To conduct research, she traveled to 10 countries, pored over several hundred scientific studies, and interviewed some 70 researchers. She traces her steps as she searches for the origins of her family—telling the story of the Scandinavian people in the process. The book is full of facts and theories that shed new light on the area. It is all told in clear, colorful terms, with the scientific aspects laid out clearly and with great warmth.
First written in Swedish, the book was translated to English in 2017 and published by Bloomsbury. It won the 2015 August Prize.
Vanishing land mass
When the Ice Age came to an end in Europe, the earth began to thaw. Within a generation or so, the hunters of the Ice Age had to make a drastic change in how they lived. The warmer climate allowed the hunters to multiply, and many began to follow the reindeer on their migrations north and eastward. Those who went due north found themselves in Doggerland, a hunk of land that once extended from Denmark to Scotland and which now lies beneath the sea.
Doggerland was separated from Norway by a narrow strip of deep sea, which is now known as the “Norwegian Trench.” Much of European prehistory is likely to be preserved there, on the seabed. At the end of the Ice Age, about 11,000 years ago, the sea level rose, and Doggerland shrank into oblivion.
Norway’s genetic history figures significantly in the Scandinavian story. The oldest remains in Scandinavia were found in Norway at Hummerviken in the municipality of Søgne on the western side of the Oslo Fjord. Dating back 9,500 years, a human bone was found in the clay on the shoreline there.
What did early Scandinavians look like? Having blue eyes and dark skin is extremely rare today, but many Ice Age people seem to have had such an appearance. “Blue eyes, dark hair and dark skin seem to have been commonplace in much of Europe,” she writes. She explains that many people among Europe’s original population of hunters had such coloring. Thousands of years later, nearly all Europeans were born with light skin. The original gene variants from Africa had undergone a transformation. “There must have been factors at work that enabled light-skinned people to thrive better in Europe’s northerly latitudes,” Bojs notes.

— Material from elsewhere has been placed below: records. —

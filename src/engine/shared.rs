//! Swappable engine handle for the process boundary.
//!
//! Components receive their engine by injection. The one place that needs
//! to replace it at runtime (reconfiguration) holds a `SharedEngine`:
//! readers take a cheap snapshot, `swap` installs a new engine and hands
//! back the old one so the caller can close it.

use parking_lot::RwLock;

pub struct SharedEngine<E> {
    current: RwLock<E>,
}

impl<E: Clone> SharedEngine<E> {
    pub fn new(engine: E) -> Self {
        Self {
            current: RwLock::new(engine),
        }
    }

    /// Snapshot of the engine installed right now.
    pub fn current(&self) -> E {
        self.current.read().clone()
    }

    /// Install `next` and return the engine it replaced.
    pub fn swap(&self, next: E) -> E {
        std::mem::replace(&mut *self.current.write(), next)
    }
}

The forerunners of humans in Africa developed dark skin as soon as they lost their protective covering of hair, millions of years ago. “When some people began to migrate northwards to latitudes where the sun’s rays are weaker, they were at less risk of being burned. Indeed, their dark pigmentation could even pose problems by preventing the skin from producing Vitamin D.” Such a lack leads to rickets and bone malformations.
The first Scandinavians
Where did the first Scandinavians come from? According to the latest DNA research, Bojs writes, “Today’s Europe bears the stamp of three great waves of migration, above all hunters who came here during the Ice Age, farmers who came from the Middle East bringing the earliest agriculture, and a third wave from the steppes to the east, who brought the Indo-European language with them,” referring to the region around the Black Sea.
What makes My European Family so compelling is how the author weaves her own personal search for connections with scientifically imagined ancestors from the ancient past. She creates a poignant family tree that interweaves the results of the latest scientific findings with her own heartfelt search for her origins. These are grandmothers she is writing about, not just scientific data.
And for those interested in pursuing their own family’s genetic pattern, she has included a chapter that is a guide for people seeking their own DNA testing—explaining for a start what DNA consists of. It just might take you back 54,000 years.
Minneapolis-born Judith Gabriel Vinje has been a journalist for nearly 50 years, including a stint as a war correspondent. Now a Los Angeles resident, she started writing for Norway Times in 1998, and has been with the paper through its merges and changes. An active member of Sons of Norway, Edvard Grieg Lodge, Glendale Calif., she is also a member of Ravens of Odin, a Viking reenactment group on the West Coast, and writes frequently about Viking Age subjects for several publications.